Disputes in the workplace are not only limited to employees. Sometimes disputes can be more commercial in nature and require a different approach. Commercial disputes tend to be between the business and a client or with other organisations that you have transactions or dealings with.
Dispute resolution in these matters can be a little more difficult, so using mediation or arbitration can prove to be useful . These methods tend to be more of an informal way of resolving a dispute and are mainly comprised of negotiations. They do not require either parties to the dispute to attend a court hearing to resolve the matter.
However, when mediation or arbitration are not viable options in dispute resolution, the only option would be to take the matter to court and enlist a litigation solicitor help with the proceedings of the case.
There are many ways that a dispute may arise in commercial transactions or dealings.
We have listed have listed examples of common commercial disputes below:
- Building Disputes - Building disputes often involve incorrect payments or an unsatisfactory service.
- Corporate or Partnership Disputes - These can arise out of acquisitions, mergers and joint ventures.
- Debt Recovery - This is when you are owed money from either a customer, client or from a company.
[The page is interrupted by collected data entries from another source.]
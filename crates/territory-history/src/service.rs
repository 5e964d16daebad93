//! The history service: public entry points of the engine.
//!
//! Every mutating call opens one store transaction, locks the area, does
//! its read-compute-write, and commits. Any error before the commit drops
//! the transaction, so no partial change to entities, log, stacks, or
//! versions is ever visible.

use std::collections::BTreeMap;

use chrono::Utc;
use territory_types::{
    Area, AreaId, AreaState, ChangeInput, ChangeRecord, HistoryFilter, NewArea, RestoreOptions,
    RestoreResult, UndoRedoStatus, VersionDiff, VersionInput, VersionSnapshot,
};
use tracing::{debug, info, warn};

use crate::applier::{self, Direction};
use crate::change_log;
use crate::error::HistoryError;
use crate::stack::UndoRedoStack;
use crate::state::{EntityMutation, WorkingState};
use crate::store::{self, HistoryStore, StoreTx};
use crate::version;

/// Change tracking, undo/redo, and versioning over a [`HistoryStore`].
#[derive(Debug, Clone)]
pub struct HistoryService<S> {
    store: S,
}
//! Enumeration types shared across the workspace.

use serde::{Deserialize, Serialize};
use ts_rs::TS;

// ---------------------------------------------------------------------------
// Change kinds
// ---------------------------------------------------------------------------

/// The six recognized change kinds.
///
/// Every change record carries exactly one of these tags. The tag decides
/// how the record's forward and inverse effects are applied to the entity
/// store.
#[derive(Debug, Clone, Copy, PartialEq, Eq, PartialOrd, Ord, Hash, Serialize, Deserialize, TS)]
#[serde(rename_all = "snake_case")]
#[ts(export, export_to = "bindings/")]
pub enum ChangeType {
    /// A layer (and its postal codes) was created.
    CreateLayer,
    /// Scalar fields of a layer were changed.
    UpdateLayer,
    /// A layer (and its postal codes) was deleted.
    DeleteLayer,
    /// A batch of postal codes was added to a layer.
    AddPostalCodes,
    /// A batch of postal codes was removed from a layer.
    RemovePostalCodes,
    /// Scalar fields of the area were changed.
    UpdateArea,
}

impl ChangeType {
    /// All change kinds, in declaration order.
    pub const ALL: [Self; 6] = [
        Self::CreateLayer,
        Self::UpdateLayer,
        Self::DeleteLayer,
        Self::AddPostalCodes,
        Self::RemovePostalCodes,
        Self::UpdateArea,
    ];

    /// The canonical snake-case tag, as stored and serialized.
    pub const fn as_str(self) -> &'static str {
        match self {
            Self::CreateLayer => "create_layer",
            Self::UpdateLayer => "update_layer",
            Self::DeleteLayer => "delete_layer",
            Self::AddPostalCodes => "add_postal_codes",
            Self::RemovePostalCodes => "remove_postal_codes",
            Self::UpdateArea => "update_area",
        }
    }

    /// Parse a snake-case tag. Returns `None` for unknown tags.
    pub fn parse(tag: &str) -> Option<Self> {
        Self::ALL.into_iter().find(|kind| kind.as_str() == tag)
    }

    /// The kind of entity a change of this type touches.
    pub const fn entity_type(self) -> EntityType {
        match self {
            Self::CreateLayer | Self::UpdateLayer | Self::DeleteLayer => EntityType::Layer,
            Self::AddPostalCodes | Self::RemovePostalCodes => EntityType::PostalCodes,
            Self::UpdateArea => EntityType::Area,
        }
    }
}

impl core::fmt::Display for ChangeType {
    fn fmt(&self, f: &mut core::fmt::Formatter<'_>) -> core::fmt::Result {
        f.write_str(self.as_str())
    }
}

// ---------------------------------------------------------------------------
// Entity kinds
// ---------------------------------------------------------------------------

/// The kind of entity a change record refers to.
#[derive(Debug, Clone, Copy, PartialEq, Eq, PartialOrd, Ord, Hash, Serialize, Deserialize, TS)]
#[serde(rename_all = "snake_case")]
#[ts(export, export_to = "bindings/")]
pub enum EntityType {
    /// The area itself.
    Area,
    /// A layer of the area.
    Layer,
    /// The postal-code assignments of a layer.
    PostalCodes,
}

impl EntityType {
    /// The canonical snake-case tag, as stored and serialized.
    pub const fn as_str(self) -> &'static str {
        match self {
            Self::Area => "area",
            Self::Layer => "layer",
            Self::PostalCodes => "postal_codes",
        }
    }

    /// Parse a snake-case tag. Returns `None` for unknown tags.
    pub fn parse(tag: &str) -> Option<Self> {
        [Self::Area, Self::Layer, Self::PostalCodes]
            .into_iter()
            .find(|kind| kind.as_str() == tag)
    }
}

#[cfg(test)]
mod tests {
    use super::*;

    #[test]
    fn change_type_tags_match_serde() {
        for kind in ChangeType::ALL {
            let json = serde_json::to_string(&kind).unwrap_or_default();
            assert_eq!(json, format!("\"{}\"", kind.as_str()));
            assert_eq!(ChangeType::parse(kind.as_str()), Some(kind));
        }
    }

    #[test]
    fn unknown_tag_is_rejected() {
        assert_eq!(ChangeType::parse("rename_everything"), None);
        assert_eq!(EntityType::parse(""), None);
    }

    #[test]
    fn code_batches_target_postal_codes() {
        assert_eq!(
            ChangeType::AddPostalCodes.entity_type(),
            EntityType::PostalCodes
        );
        assert_eq!(ChangeType::UpdateArea.entity_type(), EntityType::Area);
    }
}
- Landlord and Tenant Disputes - These often stem from unpaid rent, property disrepair or a breach of contract.
- Customer or Supplier Disputes - Incorrect or missing payments, late delivery and bad service can all lead to conflict with customers or suppliers.
- Warranty Disputes - These relate to the performance or quality of a product or service, the sale of a product or the sale of a business.
ACAS is a website that offers advice for employees and employers in all dispute matters along with training and a number of other resources. Be sure to make the most of what is available to you.
If you were unable to avoid a dispute by taking precautionary measures then instructing an expert is the best cause of action for protecting your business and ensuring a professional and efficient dispute resolution process.